"El pan de cada día": con 55 años de oficio, formó una panadería histórica y familiar de Bariloche
Este martes se celebra en Argentina el Día del Panadero, un oficio que comienza cuando todavía no salió el sol pero que tiene como punto cúlmine el pan en cada mesa de Bariloche, algo tan simple como esencial y que forma parte del día a día y la rutina barilochense. Detrás de cada hallulla o milonga, hay manos, paciencia, dedicación, madrugadas y una tradición que "se transmite de generación en generación", frase encarnada en la familia García, de Panadería Santa Teresita.
Armando García tiene 55 años de oficio y formó la histórica panadería. Su historia con el alimento más simbólico del mundo empezó casi de casualidad. "Fui ayudante de repartidor y coincidió que yo trabajaba en una parrilla a los 12 años, y cuando dejé de trabajar ahí, ayudé a un panadero a bajar un canasto y me ofreció trabajo como ayudante", recuerda.
Ese primer paso fue el comienzo de un camino que no soltó nunca más. "Desde los 14 a los 16 años estuve repartiendo, lavando las latas, limpiando, arrancando por afuera de lo que es la elaboración de los panificados, y a los 17 ya era panadero. Fui aprendiendo a usar las máquinas y quedé", comentó a Diario El Cordillerano.
En ese aprendizaje tuvo un maestro que marcó su oficio para siempre, "en ese momento estaba el panadero Honorindo Orellana, terrible panadero, fue uno de los principales que me enseñó a trabajar", señala García con gratitud.

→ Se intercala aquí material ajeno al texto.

use std::{
    net::SocketAddr,
    sync::{Arc, Mutex as StdMutex},
    time::Duration,
};

use anyhow::Context;
use axum::{
    extract::State,
    http::StatusCode,
    response::IntoResponse,
    routing::{get, post, put},
    Json, Router,
};
use chrono::Utc;
use rumqttc::{AsyncClient, Event, Incoming, MqttOptions, QoS};
use serde::{Deserialize, Serialize};
use tokio::{net::TcpListener, sync::Mutex};
use tracing::{debug, info, warn};

use hvac_common::{
    celsius_to_fahrenheit, fahrenheit_to_celsius, ChangeEvent, ConfigError, DegreeUnit, FanMode,
    Mode, SettingsStore, Status, ThermostatLogic, TOPIC_CMD_FAN, TOPIC_CMD_MODE, TOPIC_CMD_TARGET,
    TOPIC_CONTROLLER_STATE, TOPIC_SENSOR_TEMP,
};

const KEY_MODE: &str = "mode";
const KEY_FAN: &str = "fan";
const KEY_TARGET: &str = "target_temp";
const KEY_DEGREES: &str = "degrees";
const KEY_BRIGHTNESS: &str = "normal_brightness";

const MAX_MQTT_PAYLOAD_BYTES: usize = 512;

// Lock order is engine before store, never the reverse: engine mutations
// call into the store through the status sink while the engine lock is
// held.
#[derive(Clone)]
struct AppState {
    logic: Arc<Mutex<ThermostatLogic>>,
    store: Arc<StdMutex<SettingsStore>>,
    mqtt: AsyncClient,
}

#[derive(Debug, Serialize)]
struct StatusPayload {
    #[serde(rename = "currentTemp")]
    current_temp: Option<f32>,
    #[serde(rename = "targetTemp")]
    target_temp: f32,
    mode: &'static str,
    fan: &'static str,
    status: &'static str,
    #[serde(rename = "fanRunning")]
    fan_running: bool,
    degrees: &'static str,
}

#[derive(Debug, Deserialize)]
struct TargetUpdate {
    // Interpreted in the current display unit.
    target: f32,
}

#[derive(Debug, Deserialize)]
struct ModeUpdate {
    mode: Mode,
}

#[derive(Debug, Deserialize)]
struct FanUpdate {
    fan: FanMode,
}

#[derive(Debug, Deserialize)]
struct DisplayUpdate {
    degrees: DegreeUnit,
    #[serde(default)]
    brightness: Option<u8>,
}

#[derive(Debug, Serialize)]
struct ErrorBody {
    error: String,
}

pub async fn run() -> anyhow::Result<()> {
    tracing_subscriber::fmt()
        .with_env_filter(tracing_subscriber::EnvFilter::from_default_env())
        .init();

    let data_dir = std::env::var("HVAC_DATA_DIR").unwrap_or_else(|_| "./.hvac".to_string());
    let mut store = SettingsStore::open(&data_dir);
    store.set_default_resolver(|key| default_setting(key).to_string());
    if !store.is_durable() {
        warn!("running without durable settings; nothing will survive a restart");
    }

    let mode = restore_enum(&mut store, KEY_MODE, Mode::Automatic);
    let fan = restore_enum(&mut store, KEY_FAN, FanMode::Automatic);
    let target = restore_target(&mut store);

    let store = Arc::new(StdMutex::new(store));

    let mut logic = ThermostatLogic::new();
    let sink_store = store.clone();
    logic.set_status_sink(Box::new(move |status: Status, fan_running: bool| {
        let mut store = sink_store.lock().expect("settings store lock poisoned");
        store.log_status_change(status, fan_running, Utc::now().timestamp_millis());
    }));
    logic.subscribe(|event| match event {
        ChangeEvent::Status {
            status,
            fan_running,
        } => info!("status: {status}, fan {}", on_off(*fan_running)),
        other => debug!("engine change: {other:?}"),
    });
    logic.set_mode(mode);
    logic.set_fan_mode(fan);
    logic.set_target_temperature(target);

    let mqtt_host = std::env::var("MQTT_HOST").unwrap_or_else(|_| "127.0.0.1".to_string());
    let mqtt_port = std::env::var("MQTT_PORT")
        .ok()
        .and_then(|value| value.parse::<u16>().ok())
        .unwrap_or(1883);

    let mut mqtt_options = MqttOptions::new("hvac-controller", mqtt_host, mqtt_port);
    if let Ok(user) = std::env::var("MQTT_USER") {
        let pass = std::env::var("MQTT_PASS").unwrap_or_default();
        mqtt_options.set_credentials(user, pass);
    }

    let (mqtt, eventloop) = AsyncClient::new(mqtt_options, 64);

    let app_state = AppState {
        logic: Arc::new(Mutex::new(logic)),
        store,
        mqtt,
    };

    subscribe_topics(&app_state.mqtt).await?;
    spawn_mqtt_loop(app_state.clone(), eventloop);
    spawn_state_publish_loop(app_state.clone());

    let app = Router::new()
        .route("/api/status", get(handle_get_status))
        .route("/api/target", post(handle_set_target))
        .route("/api/mode", post(handle_set_mode))
        .route("/api/fan", post(handle_set_fan))
        .route("/api/display", put(handle_put_display))
        .with_state(app_state);

    let port = std::env::var("CONTROLLER_HTTP_PORT")
        .ok()
        .and_then(|value| value.parse::<u16>().ok())
        .unwrap_or(8080);
    let addr: SocketAddr = format!("0.0.0.0:{port}").parse().unwrap();
    let listener = TcpListener::bind(addr)
        .await
        .with_context(|| format!("failed to bind controller server at {addr}"))?;

    info!("controller listening on http://{addr}");
    axum::serve(listener, app).await?;
    Ok(())
}

async fn subscribe_topics(mqtt: &AsyncClient) -> anyhow::Result<()> {
    let topics = [
        TOPIC_SENSOR_TEMP,
        TOPIC_CMD_TARGET,
        TOPIC_CMD_MODE,
        TOPIC_CMD_FAN,
    ];

    for topic in topics {
        mqtt.subscribe(topic, QoS::AtMostOnce).await?;
    }
    Ok(())
}

fn spawn_mqtt_loop(app_state: AppState, mut eventloop: rumqttc::EventLoop) {
    tokio::spawn(async move {
        loop {
            match eventloop.poll().await {
                Ok(Event::Incoming(Incoming::Publish(message))) => {
                    if let Err(err) =
                        handle_mqtt_message(&app_state, message.topic, message.payload.to_vec())
                            .await
                    {
                        warn!("mqtt message handling error: {err:#}");
                    }
                }
                Ok(Event::Incoming(Incoming::ConnAck(_))) => {
                    info!("mqtt connected");
                }
                Ok(_) => {}
                Err(err) => {
                    warn!("mqtt poll error: {err}");
                    tokio::time::sleep(Duration::from_secs(2)).await;
                }
            }
        }
    });
}

fn spawn_state_publish_loop(app_state: AppState) {
    tokio::spawn(async move {
        let mut interval = tokio::time::interval(Duration::from_secs(10));
        loop {
            interval.tick().await;

            let payload = serde_json::to_vec(&build_status_payload(&app_state).await);
            match payload {
                Ok(body) => {
                    if let Err(err) = app_state
                        .mqtt
                        .publish(TOPIC_CONTROLLER_STATE, QoS::AtLeastOnce, true, body)
                        .await
                    {
                        warn!("controller state publish failed: {err}");
                    }
                }
                Err(err) => warn!("controller state serialization failed: {err}"),
            }
        }
    });
}

async fn handle_mqtt_message(
    app_state: &AppState,
    topic: String,
    payload: Vec<u8>,
) -> anyhow::Result<()> {
    if payload.len() > MAX_MQTT_PAYLOAD_BYTES {
        warn!(
            "dropping oversized MQTT payload on topic {} ({} bytes)",
            topic,
            payload.len()
        );
        return Ok(());
    }

    let message = String::from_utf8(payload).context("non utf8 mqtt payload")?;
    let message = message.trim();

    match topic.as_str() {
        TOPIC_SENSOR_TEMP => {
            let temp_c = parse_finite(message).context("bad sensor temperature")?;
            {
                app_state
                    .logic
                    .lock()
                    .await
                    .set_current_temperature(temp_c);
            }
            let mut store = app_state.store.lock().expect("settings store lock poisoned");
            store.log_temperature_sample(temp_c, Utc::now().timestamp_millis());
        }
        TOPIC_CMD_TARGET => {
            let target = parse_finite(message).context("bad target command")?;
            apply_target_celsius(app_state, target).await;
        }
        TOPIC_CMD_MODE => {
            let mode: Mode = message.parse()?;
            apply_mode(app_state, mode).await;
        }
        TOPIC_CMD_FAN => {
            let fan: FanMode = message.parse()?;
            apply_fan(app_state, fan).await;
        }
        other => debug!("ignoring message on topic {other}"),
    }

    Ok(())
}

// Values are parsed off the wire, so NaN and the infinities are
// representable; the engine does not validate its input domain.
fn parse_finite(message: &str) -> anyhow::Result<f32> {
    let value: f32 = message.parse()?;
    anyhow::ensure!(value.is_finite(), "non finite value {value}");
    Ok(value)
}

async fn apply_target_celsius(app_state: &AppState, target_c: f32) {
    let changed = app_state
        .logic
        .lock()
        .await
        .set_target_temperature(target_c);

    if changed {
        let mut store = app_state.store.lock().expect("settings store lock poisoned");
        store.set(KEY_TARGET, format!("{}", target_c.round()));
    }
}

async fn apply_mode(app_state: &AppState, mode: Mode) {
    let changed = app_state.logic.lock().await.set_mode(mode);

    if changed {
        let mut store = app_state.store.lock().expect("settings store lock poisoned");
        store.set(KEY_MODE, mode.as_str());
    }
}

async fn apply_fan(app_state: &AppState, fan: FanMode) {
    let changed = app_state.logic.lock().await.set_fan_mode(fan);

    if changed {
        let mut store = app_state.store.lock().expect("settings store lock poisoned");
        store.set(KEY_FAN, fan.as_str());
    }
}

async fn build_status_payload(app_state: &AppState) -> StatusPayload {
    let (current, target, mode, fan, status, fan_running) = {
        let logic = app_state.logic.lock().await;
        (
            logic.current_temperature(),
            logic.target_temperature(),
            logic.mode(),
            logic.fan_mode(),
            logic.status(),
            logic.fan_status(),
        )
    };

    let degrees = display_unit(app_state);

    StatusPayload {
        current_temp: current.map(|value| display_temp(value, degrees)),
        target_temp: display_temp(target, degrees),
        mode: mode.as_str(),
        fan: fan.as_str(),
        status: status.as_str(),
        fan_running,
        degrees: degrees.as_str(),
    }
}

fn display_unit(app_state: &AppState) -> DegreeUnit {
    let raw = {
        let mut store = app_state.store.lock().expect("settings store lock poisoned");
        store.get(KEY_DEGREES)
    };
    raw.parse().unwrap_or_else(|err: ConfigError| {
        warn!("ignoring persisted display unit: {err}");
        DegreeUnit::Celsius
    })
}

fn display_temp(celsius: f32, unit: DegreeUnit) -> f32 {
    match unit {
        DegreeUnit::Celsius => celsius,
        DegreeUnit::Fahrenheit => celsius_to_fahrenheit(celsius),
    }
}

async fn handle_get_status(State(state): State<AppState>) -> impl IntoResponse {
    Json(build_status_payload(&state).await)
}

async fn handle_set_target(
    State(state): State<AppState>,
    Json(update): Json<TargetUpdate>,
) -> impl IntoResponse {
    if !update.target.is_finite() {
        return error_response(StatusCode::BAD_REQUEST, "target must be a finite number");
    }

    let target_c = match display_unit(&state) {
        DegreeUnit::Celsius => update.target,
        DegreeUnit::Fahrenheit => fahrenheit_to_celsius(update.target),
    };
    apply_target_celsius(&state, target_c).await;

    Json(build_status_payload(&state).await).into_response()
}

async fn handle_set_mode(
    State(state): State<AppState>,
    Json(update): Json<ModeUpdate>,
) -> impl IntoResponse {
    apply_mode(&state, update.mode).await;
    Json(build_status_payload(&state).await)
}

async fn handle_set_fan(
    State(state): State<AppState>,
    Json(update): Json<FanUpdate>,
) -> impl IntoResponse {
    apply_fan(&state, update.fan).await;
    Json(build_status_payload(&state).await)
}

async fn handle_put_display(
    State(state): State<AppState>,
    Json(update): Json<DisplayUpdate>,
) -> impl IntoResponse {
    {
        let mut store = state.store.lock().expect("settings store lock poisoned");
        store.with_transaction(|store| {
            store.set(KEY_DEGREES, update.degrees.as_str());
            if let Some(brightness) = update.brightness {
                store.set(KEY_BRIGHTNESS, brightness.to_string());
            }
        });
    }

    // Display-only change; the engine state is untouched but observers
    // need to re-render.
    state.logic.lock().await.force_refresh();

    Json(build_status_payload(&state).await)
}

fn default_setting(key: &str) -> &'static str {
    match key {
        KEY_MODE => "auto",
        KEY_FAN => "auto",
        KEY_TARGET => "20",
        KEY_DEGREES => "c",
        KEY_BRIGHTNESS => "100",
        _ => "",
    }
}

fn restore_enum<T>(store: &mut SettingsStore, key: &str, fallback: T) -> T
where
    T: std::str::FromStr<Err = ConfigError> + Copy,
{
    let raw = store.get(key);
    match raw.parse() {
        Ok(value) => value,
        Err(err) => {
            warn!("ignoring persisted value for {key:?}: {err}");
            fallback
        }
    }
}

fn restore_target(store: &mut SettingsStore) -> f32 {
    let raw = store.get(KEY_TARGET);
    match raw.parse::<f32>() {
        Ok(value) if value.is_finite() => value,
        _ => {
            let err = ConfigError::InvalidNumber(raw, KEY_TARGET.to_string());
            warn!("ignoring persisted setpoint: {err}");
            20.0
        }
    }
}

fn on_off(running: bool) -> &'static str {
    if running {
        "on"
    } else {
        "off"
    }
}

fn error_response(status: StatusCode, message: &str) -> axum::response::Response {
    (
        status,
        Json(ErrorBody {
            error: message.to_string(),
        }),
    )
        .into_response()
}
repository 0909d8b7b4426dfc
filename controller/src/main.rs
mod host;

#[tokio::main]
async fn main() -> anyhow::Result<()> {
    host::run().await
}
pub mod error;
pub mod logic;
pub mod settings;
pub mod topics;
pub mod types;

pub use error::ConfigError;
pub use logic::{ChangeEvent, ListenerToken, StatusSink, ThermostatLogic, TEMP_EPSILON};
pub use settings::{SettingsStore, Transaction};
pub use topics::*;
pub use types::{
    celsius_to_fahrenheit, fahrenheit_to_celsius, DegreeUnit, FanMode, Mode, Status,
};
use std::time::Duration;

use anyhow::Context;
use rumqttc::{AsyncClient, MqttOptions, QoS};
use tracing::{info, warn};

use hvac_common::{TOPIC_SENSOR_STATUS, TOPIC_SENSOR_TEMP};

pub async fn run() -> anyhow::Result<()> {
    tracing_subscriber::fmt()
        .with_env_filter(tracing_subscriber::EnvFilter::from_default_env())
        .init();

    let mqtt_host = std::env::var("MQTT_HOST").unwrap_or_else(|_| "127.0.0.1".to_string());
    let mqtt_port = std::env::var("MQTT_PORT")
        .ok()
        .and_then(|value| value.parse::<u16>().ok())
        .unwrap_or(1883);

    let mut mqtt_options = MqttOptions::new("hvac-sensor", mqtt_host, mqtt_port);

    if let Ok(user) = std::env::var("MQTT_USER") {
        let pass = std::env::var("MQTT_PASS").unwrap_or_default();
        mqtt_options.set_credentials(user, pass);
    }

    let (mqtt, mut eventloop) = AsyncClient::new(mqtt_options, 32);

    mqtt.publish(TOPIC_SENSOR_STATUS, QoS::AtLeastOnce, true, "online")
        .await
        .context("failed to publish sensor online status")?;

    tokio::spawn(async move {
        loop {
            if let Err(err) = eventloop.poll().await {
                warn!("sensor mqtt poll error: {err}");
                tokio::time::sleep(Duration::from_secs(2)).await;
            }
        }
    });

    info!("sensor publisher started");

    let mut tick: u64 = 0;
    let mut interval = tokio::time::interval(Duration::from_secs(30));

    loop {
        interval.tick().await;
        tick = tick.saturating_add(1);

        // Hardware integration point:
        // replace this simulated reading with a real probe driver.
        let temperature_c = 20.0 + ((tick % 10) as f32 * 0.4) - 2.0;

        let payload = format!("{temperature_c:.1}");
        mqtt.publish(TOPIC_SENSOR_TEMP, QoS::AtLeastOnce, true, payload)
            .await
            .context("failed to publish sensor temperature")?;
    }
}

Una panadería con más de 60 años de historia
El recorrido de Armando lo llevó a formar parte de una de las panaderías más antiguas de Bariloche que en la actualidad elabora más de 1.000 kilos de pan al día (entre las dos sucursales). "La panadería histórica es la de Onelli y Neuquén (Santa Teresita), con más de 60 años de vida y es la única que aún cuenta con horno de ladrillos para hacer la típica 'galleta'. Esa panadería tuvo muchos nombres, pero el dueño quería que fuéramos socios, algo que hoy en día no hace nadie. Costó, le pusimos el hombro y con mucho sacrificio logramos esto: concretar esta panadería de Diagonal Gutiérrez con mis hijos, que llevarán el legado", relata.
Un oficio de familia, de generación en generación
Hoy, esa tradición se sostiene entre sus hijos, cada uno con su lugar en el negocio familiar. "Ahora está Karina García, que era maestra jardinera y hoy es pastelera. Dejó ese trabajo para aprender panadería y se recibió de maestra pastelera. Oscar aprendió conmigo y maneja todo lo que es pan, prepizzas, pan de hamburguesa. Y Román, el menor, reparte con mi nieto", cuenta Armando, orgulloso.
Karina García, dejó su profesión de Maestra para dedicarse a la tradición familiar, en su caso, desde la pastelería
"El legado está, ahora lo tienen que cuidar ellos, si no son panaderos, les saco el apellido" manifestó entre risas.
Oscar, el encargado de elaborar 350 kilos de pan diarios en la sucursal de Diágonal Gutiérrez
Con más de medio siglo elaborando el sustento, Armando mira hacia atrás y no puede creer el camino recorrido y lo logrado, dos panaderías dónde sus propios hijos y hasta nietos son el pilar.
"No nos imaginábamos lograr esto, hoy en día lo pienso y es muy lindo. Para mí todo lo que hacemos es bueno. No soy un terrible panadero, pero aprendí un poco de pastelería, sé hacer facturas, de todo un poco", dice entre risas.
Para él, el pan no es un producto más: es parte de la identidad de cada barrio, en este caso el Alborada. "La panadería es infaltable, donde no hay una panadería es porque hay algo que no está completo. Esto requiere de mucho sacrificio y como siempre digo, el que no es responsable no es panadero, y un panadero que no es responsable dura bien poco", cierra Armando García, con la convicción de quien lleva más de la mitad de su vida amasando el pan de cada día.